A capelinha da Glória, erguida em 1896 quase em frente ao palacete, era um templo particular da família Leão. Na década de 1960, começou a abrigar novenas de Nossa Senhora do Perpétuo Socorro. A movimentação na avenida era tanta que comprometia o tráfego da região e, assim, a novena foi transferida para o recém construído Santuário Nossa Senhora do Perpétuo Socorro, no fim da mesma década. Hoje, a capela é propriedade da Cúria Metropolitana e se encontra fechada, à espera de restauro.
A arquitetura eclética não é característica apenas das construções do século 19. Uma casa chama a atenção do arquiteto Orlando Pinto Ribeiro no meio do caminho. “Ela me lembra a Casa Kirchgässner, protomoderna”, diz. O estilo protomoderno, segundo Ribeiro, se dá através de um ecletismo anterior ao modernismo: “A casa não tem exageros, é adornada com elementos da própria arquitetura. A forma segue a função”.
Como a João Gualberto se tornou um eixo de destaque no tráfego curitibano, a questão urbanística trouxe mudanças à topografia do local, que possui subidas acentuadas. Foi preciso criar uma trincheira para estabelecer o sistema trinário: uma via expressa para ônibus com vias rápidas paralelamente, uma sentido centro-bairro e outra ao contrário. “Devido a seu relevo, construir um metrô na região teria um custo estratosférico”, afirma Ribeiro.
Duas quadras depois da trincheira, o contemporâneo edifício Essenfelder, sede Mauá do Tribunal de Justiça do Paraná, traz no nome a história do piano Essenfelder, considerado um dos melhores do país. A fábrica de instrumentos musicais fundada pelo alemão Florian Essenfelder funcionou por mais de 100 anos em Curitiba e deixou um legado cultural inegável à cidade. No início dos anos 90, a fábrica sofreu com a crise econômica da época e fechou as portas. Anos depois, foi construído o edifício de 26 andares no mesmo local.
Edifício Essenfelder está no local onde funcionou a fábrica de instrumentos musicais Essenfelder.
Edifício Essenfelder está no local onde funcionou a fábrica de instrumentos musicais Essenfelder.
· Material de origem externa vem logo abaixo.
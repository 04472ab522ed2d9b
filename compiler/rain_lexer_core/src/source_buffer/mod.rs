//! Sentinel-terminated source buffer.
//!
//! The buffer guarantees a `0x00` sentinel byte after the source content so
//! the scanner can detect end of input by looking at the current byte. The
//! allocation is rounded up to the next 64-byte boundary, which also gives
//! `peek` a run of zero padding to read from near the end.
//!
//! # Encoding Detection
//!
//! During construction the buffer records:
//! - UTF-8 BOM and UTF-16 BOMs
//! - Interior null bytes (indistinguishable from the sentinel by value alone)
//! - Invalid UTF-8 sequences, each replaced by U+FFFD so that every slice of
//!   the buffer is a valid `&str`
//!
//! Offsets in an [`EncodingIssue`] refer to the buffer contents, i.e. after
//! replacement.

use crate::Cursor;

/// Cache line size in bytes, used for buffer alignment padding.
const CACHE_LINE: usize = 64;

/// UTF-8 encoding of U+FFFD.
const REPLACEMENT: &[u8] = "\u{FFFD}".as_bytes();

/// Sentinel-terminated source buffer.
///
/// ```text
/// [source_bytes..., 0x00, padding_zeros...]
///  ^                ^     ^
///  0                |     rounded up to 64-byte boundary
///              source_len (sentinel)
/// ```
#[derive(Clone, Debug)]
pub struct SourceBuffer {
    buf: Vec<u8>,
    source_len: u32,
    encoding_issues: Vec<EncodingIssue>,
}

/// Encoding issue detected during source buffer construction.
#[derive(Clone, Copy, Debug, PartialEq, Eq, Hash)]
pub struct EncodingIssue {
    pub kind: EncodingIssueKind,
    /// Byte position in the buffer.
    pub pos: u32,
    /// Byte length of the offending sequence in the buffer.
    pub len: u32,
}

/// Kind of encoding issue detected in source buffer.
#[derive(Clone, Copy, Debug, PartialEq, Eq, Hash)]
pub enum EncodingIssueKind {
    /// `EF BB BF` at start.
    Utf8Bom,
    /// `FF FE` at start.
    Utf16LeBom,
    /// `FE FF` at start.
    Utf16BeBom,
    /// A `0x00` byte inside the content.
    InteriorNull,
    /// Bytes that are not valid UTF-8, now a single U+FFFD.
    InvalidUtf8,
}

impl EncodingIssueKind {
    pub fn message(self) -> &'static str {
        match self {
            EncodingIssueKind::Utf8Bom => "source starts with a UTF-8 byte order mark",
            EncodingIssueKind::Utf16LeBom => "source looks like UTF-16 (little-endian)",
            EncodingIssueKind::Utf16BeBom => "source looks like UTF-16 (big-endian)",
            EncodingIssueKind::InteriorNull => "null byte in source",
            EncodingIssueKind::InvalidUtf8 => "invalid UTF-8 sequence",
        }
    }
}

impl SourceBuffer {
    /// Copy `source` into a new sentinel-terminated buffer.
    ///
    /// Sources larger than `u32::MAX` bytes are truncated to that length.
    pub fn new(source: &[u8]) -> Self {
        let mut encoding_issues = Vec::new();
        detect_bom(source, &mut encoding_issues);

        let mut content = normalize_utf8(source, &mut encoding_issues);
        content.truncate(u32::MAX as usize);
        detect_interior_nulls(&content, &mut encoding_issues);
        encoding_issues.sort_by_key(|issue| issue.pos);

        let source_len = content.len();
        // Round up to next 64-byte boundary (minimum: source + 1 sentinel byte).
        let padded_len = (source_len + 1 + CACHE_LINE - 1) & !(CACHE_LINE - 1);
        content.resize(padded_len, 0);

        SourceBuffer {
            buf: content,
            source_len: u32::try_from(source_len).unwrap_or(u32::MAX),
            encoding_issues,
        }
    }

    /// Convenience constructor for text that is already a `&str`.
    pub fn from_text(text: &str) -> Self {
        Self::new(text.as_bytes())
    }

    /// Returns the source bytes (without sentinel or padding).
    pub fn as_bytes(&self) -> &[u8] {
        &self.buf[..self.source_len as usize]
    }

    /// Returns the source as text. Always valid: bad UTF-8 was replaced.
    pub fn as_str(&self) -> &str {
        std::str::from_utf8(self.as_bytes()).unwrap_or_default()
    }

    /// Create a [`Cursor`] positioned at byte 0.
    pub fn cursor(&self) -> Cursor<'_> {
        Cursor::new(&self.buf, self.source_len)
    }

    pub fn len(&self) -> u32 {
        self.source_len
    }

    pub fn is_empty(&self) -> bool {
        self.source_len == 0
    }

    pub fn encoding_issues(&self) -> &[EncodingIssue] {
        &self.encoding_issues
    }
}

/// Detect byte order marks at the start of the source.
fn detect_bom(source: &[u8], issues: &mut Vec<EncodingIssue>) {
    let (kind, len) = match source {
        [0xEF, 0xBB, 0xBF, ..] => (EncodingIssueKind::Utf8Bom, 3),
        [0xFF, 0xFE, ..] => (EncodingIssueKind::Utf16LeBom, 2),
        [0xFE, 0xFF, ..] => (EncodingIssueKind::Utf16BeBom, 2),
        _ => return,
    };
    issues.push(EncodingIssue { kind, pos: 0, len });
}

/// Copy `source`, replacing each maximal invalid UTF-8 run with U+FFFD.
fn normalize_utf8(source: &[u8], issues: &mut Vec<EncodingIssue>) -> Vec<u8> {
    let mut out = Vec::with_capacity(source.len() + CACHE_LINE);
    for chunk in source.utf8_chunks() {
        out.extend_from_slice(chunk.valid().as_bytes());
        if !chunk.invalid().is_empty() {
            if let Ok(pos) = u32::try_from(out.len()) {
                issues.push(EncodingIssue {
                    kind: EncodingIssueKind::InvalidUtf8,
                    pos,
                    len: REPLACEMENT.len() as u32,
                });
            }
            out.extend_from_slice(REPLACEMENT);
        }
    }
    out
}

/// Detect null bytes (U+0000) within the source content.
fn detect_interior_nulls(source: &[u8], issues: &mut Vec<EncodingIssue>) {
    for absolute in memchr::memchr_iter(0, source) {
        if let Ok(pos) = u32::try_from(absolute) {
            issues.push(EncodingIssue {
                kind: EncodingIssueKind::InteriorNull,
                pos,
                len: 1,
            });
        }
    }
}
As galerias formadas pelas marquises dos prédios, previstas por lei em regiões de alta densidade em Curitiba, revelam a solução concebida para o crescimento da cidade. “Como as vias precisavam ser maiores, as calçadas diminuíram. Aí que surgiram as marquises, um espaço meio público, meio privado, para ampliar a calçada”, conta Ribeiro.
Chegando ao fim do trajeto, surge o Hospital São Lucas, construção do mestre curitibano João Batista Vilanova Artigas. De 1948, o prédio traz o racionalismo construtivo do movimento modernista, com rampas, pilotis e terraços – um projeto irreverente para a época.

Quem foi João Gualberto?

João Gualberto Gomes de Sá Filho, recifense nascido em 1874, era um engenheiro militar que chegou em Curitiba para servir ao exército. Aqui, casou-se com Leonor de Moura Brito e foi escolhido prefeito da capital, mas desistiu do cargo para comandar o Regimento de Segurança do Estado do Paraná.